Decision Date07 May 1917
Docket Number354
Citation195 S.W. 4,129 Ark. 82
PartiesJOHNSON v. AYLOR
CourtArkansas Supreme Court

Appeal from Izard Circuit Court; D. H. Coleman, Judge; reversed.

Judgment reversed and cause remanded.

Bledsoe & Ashley, for appellant.

1. There was a sufficient consideration for Aylor's agreement to release appellant from the note and there was an accord and satisfaction. 33 Ark. 572; 24 Id. 197; 33 Id. 97. It was error to take the case from the jury.

The appellee pro se.

1. There was no agreement, but, if so, it was without consideration. 1 Words & Phrases (1 Series); 29 Ga. 166-176; 8 Cyc. 232; 33 Ark. 574; Chitty on Contracts, 645. The mere reception of the property would not support an accord agreement. 112 Ark. 503.

STATEMENT BY THE COURT.

This suit was instituted by appellee against appellant in a justice court on the following note, dated October 30, 1913:

"On or before Nov. 15th, 1914, I promise to pay to the order of C. C. Aylor one hundred and fifty dollars ($ 150.00), this being payment for rent on one field south of house on said C C. Aylor farm."

(Signed)

W. R Johnson.

Endorsed on the note was the following: "Paid on the within note $ 92.00." The note was also transferred by the payee and had written on the back thereof, "Without recourse on me." The appellee testified that he bought the same from his brother, C. C. Aylor.
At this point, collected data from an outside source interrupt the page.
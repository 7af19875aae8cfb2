//! The interface `UnidirectionalSearch` expands a frontier through.
//!
//! Grounded on the teacher's `expansion_policy/mod.rs` trait shape
//! (`expand` filling a caller-visible buffer); `pool`/`pool_mut` replace
//! the teacher's implicit "the search owns a matching `NodePool`"
//! convention with an explicit accessor, since this crate's `NodePool`
//! has no generic `VertexId` parameter for the search to hold one of on
//! its own.

mod uniform;
mod weighted;

pub use uniform::UniformCostExpansionPolicy;
pub use weighted::WeightedExpansionPolicy;

use crate::ids::{PackedId, PaddedId};
use crate::node_pool::NodePool;

#[derive(Clone, Copy, Debug)]
pub struct Successor {
    pub node: PaddedId,
    pub cost: f64,
}

pub trait ExpansionPolicy {
    fn pool(&self) -> &NodePool;
    fn pool_mut(&mut self) -> &mut NodePool;

    fn to_padded(&self, id: PackedId) -> PaddedId;
    fn to_packed(&self, id: PaddedId) -> PackedId;

    /// Generates the node for `start`, or `None` if it is impassable.
    fn generate_start_node(&mut self, start: PackedId) -> Option<PaddedId>;

    /// Generates the node for `target`, or `None` if it is impassable.
    fn generate_target_node(&mut self, target: PackedId) -> Option<PaddedId>;

    /// Clears and refills the successor buffer with `current`'s
    /// successors.
    fn expand(&mut self, current: PaddedId);

    fn successors(&self) -> &[Successor];

    fn mem(&self) -> usize;
}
The appellant testified that the note in suit was executed by him to C. C. Aylor for rent on a place belonging to Aylor for the year 1914. He had planted 20 acres in cotton and 15 acres in corn. The year of 1914 was a bad crop year and cotton was at a low price. In the fall he and C. C. Aylor went over the cotton and came to the conclusion that it would likely not pay the note. Appellant offered to turn the crops and place over to Aylor for the note if C. C. Aylor would pay a fertilizer bill and a cotton seed bill that appellant had incurred. C. C. Aylor agreed to pay for the cotton seed in case he did not have to pay for the fertilizer. They both thought the fertilizer bill was a lien on the crop, and when appellant asked C. C. Aylor for the note Aylor replied "Let me keep the note a little while in order to keep the fertilizer people off of me." Aylor did not pay the fertilizer bill nor the cotton seed bill either. Appellant moved away in a few days after this agreement, which was about October 1, 1914. C. C. Aylor sold the cotton and cotton seed and credited the note with the amount. At the time appellant entered into the agreement with C. C. Aylor the corn was cut and standing in shocks on the place. It was sorry corn.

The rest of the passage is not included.